Researchers at East Lansing’s Michigan State University and nine other institutions have received $2.8 million from the National Science Foundation to further develop the concept for a Scalable Cyberinfrastructure Institute for Multi-Messenger Astrophysics, or SCIMMA, which uses observations of light, gravitational waves, and particles to understand extreme events in the universe.
For example, the observation of gravitational waves and light from the collision of two neutron stars in 2017 helped explain the origin of heavy elements, allowed an independent measurement of the expansion of the universe, and confirmed the association between neutron-star mergers and gamma-ray bursts.
“Multi-messenger astrophysics is a data-intensive science in its infancy that is already transforming our understanding of the universe,” says Patrick Brady, a physics professor at the University of Wisconsin-Milwaukee, which is one of the collaborating organizations, and director of the Leonard E. Parker Center for Gravitation, Cosmology, and Astrophysics.
“The promise of multi-messenger astrophysics, however, can be realized only if sufficient cyberinfrastructure is available to rapidly handle, combine, and analyze the very large-scale distributed data from all types of astronomical measurements. The conceptualization phase of SCIMMA will balance rapid prototyping, novel algorithm development, and software sustainability to accelerate scientific discovery over the next decade and more.”
The goal of the project is to create computing systems to help scientists interpret observations. SCIMMA will facilitate global collaboration, going beyond the capabilities of any single institution or team.
“SCIMMA is bringing data scientists, computer scientists, astronomers, astro-particle physicists, and gravitational-wave physicists together to leverage NSF investments in large astronomical facilities and cyberinfrastructure,” says Amy Walton, program director of the NSF Office of Advanced Cyberinfrastructure.

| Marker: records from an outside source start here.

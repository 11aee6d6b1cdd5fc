mod config;
mod error;
mod export;
mod inference_service;
mod jobs;
mod routes;
mod state;
mod translate;
mod utils;

use anyhow::Result;
use std::net::SocketAddr;
use tracing::info;
use tracing_subscriber::EnvFilter;

use config::Config;
use state::AppState;
use translate::TranslatorFactory;

#[tokio::main]
async fn main() -> Result<()> {
    tracing_subscriber::fmt()
        .with_env_filter(
            EnvFilter::try_from_default_env()
                .unwrap_or_else(|_| EnvFilter::new("translate_server=debug,tower_http=debug")),
        )
        .init();

    let (config, loaded_path) = Config::discover()?;
    match &loaded_path {
        Some(path) => info!("Loaded configuration from: {}", path),
        None => info!("No configuration file found, using defaults"),
    }

    let translator = TranslatorFactory::create_translator(&config.translator)?;

    let app_state = AppState::new(config.clone(), translator);
    let sweeper = app_state.store().start_sweeper(config.queue.sweep_interval());
    info!(
        max_concurrent = config.queue.max_concurrent,
        max_chunk_chars = config.queue.max_chunk_chars,
        "Job queue ready"
    );

    let app = routes::create_app(app_state);

    let host: std::net::IpAddr = config.server.host.parse()?;
    let addr = SocketAddr::from((host, config.server.port));
    info!("Starting server on {}", addr);

    let listener = tokio::net::TcpListener::bind(addr).await?;
    axum::serve(listener, app)
        .with_graceful_shutdown(shutdown_signal())
        .await?;

    sweeper.abort();
    info!("Server stopped");
    Ok(())
}

async fn shutdown_signal() {
    if let Err(e) = tokio::signal::ctrl_c().await {
        tracing::error!("Failed to listen for shutdown signal: {}", e);
        std::future::pending::<()>().await;
    }
    info!("Shutdown signal received");
}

These investments include the Laser Interferometer Gravitational-Wave Observatory, located in Washington and Louisiana, funded by the National Science Foundation, and operated by the California Institute of Technology and the Massachusetts Institute of Technology; IceCube Neutrino Observatory, located in Antarctica, funded by the National Science Foundation, and with the University of Wisconsin-Madison as the lead institution; the Large Synoptic Survey Telescope, located in Chile, headquartered in Arizona, and funded by the National Science Foundation and the Department of Energy Office of Science; and multiple cosmic ray and neutrino observatories.
Project collaborators include Columbia University, Cornell University Center for Advanced Computing and the Department of Astronomy, Las Cumbres Observatory, Pennsylvania State University-University Park, University of California-Santa Barbara, National Center for Supercomputing Applications, University of Illinois at Urbana-Champaign, Texas Advanced Computing Center at The University of Texas at Austin, and the University of Washington.
The project’s two-year conceptualization phase began Sept. 1. Along with the project’s main goal, this phase will include education and training curriculum designed to enhance the STEM workforce.
In related news, MSU received a gift from Doug Meijer and the Meijer Foundation to help create a theranostics clinic. It will include a cyclotron-equipped radiopharmacy focusing on manufacturing diagnostic and therapeutic radiopharmaceuticals for both clinical and research use, and PET/MR scanner in a new building at the MSU Grand Rapids Innovation Park. The building will be named for Meijer, a cancer survivor. The gift’s value was not disclosed.
“The Meijer Family has always been passionate about health care, and I am thankful to have the ability to carry that passion forward,” says Meijer. “This new medical innovation building will help save lives and improve the quality of life for many people through remarkable cancer-fighting technology. Patients will no longer have to travel overseas to receive needed treatment. I am living proof this technology works.”
A groundbreaking for the Doug Meijer Medical Innovation Center is scheduled for Nov. 18.
“The initiative supported by this generous gift could have a tremendous impact on health care by helping detect disease sooner, offering more effective and less invasive treatments, eliminating unnecessary procedures, reducing side effects, and increasing time in remission,” says Dr. Samuel L. Stanley Jr., president of MSU. “This innovative partnership between MSU, the western Michigan community, and business participants could ultimately improve patients’ quality of life and help cut health care costs. It is this type of global impact that MSU strives to accomplish, and with generous gifts like this, we can do just that.”
In June, Health Innovation Partners and MSU signed a long-term lease for the development of a medical innovation building and parking structure at the MSU Grand Rapids Innovation Park. The first building at the site, the MSU Grand Rapids Research Center, opened in September 2017. The Doug Meijer Innovation Facility is expected to open in late 2021.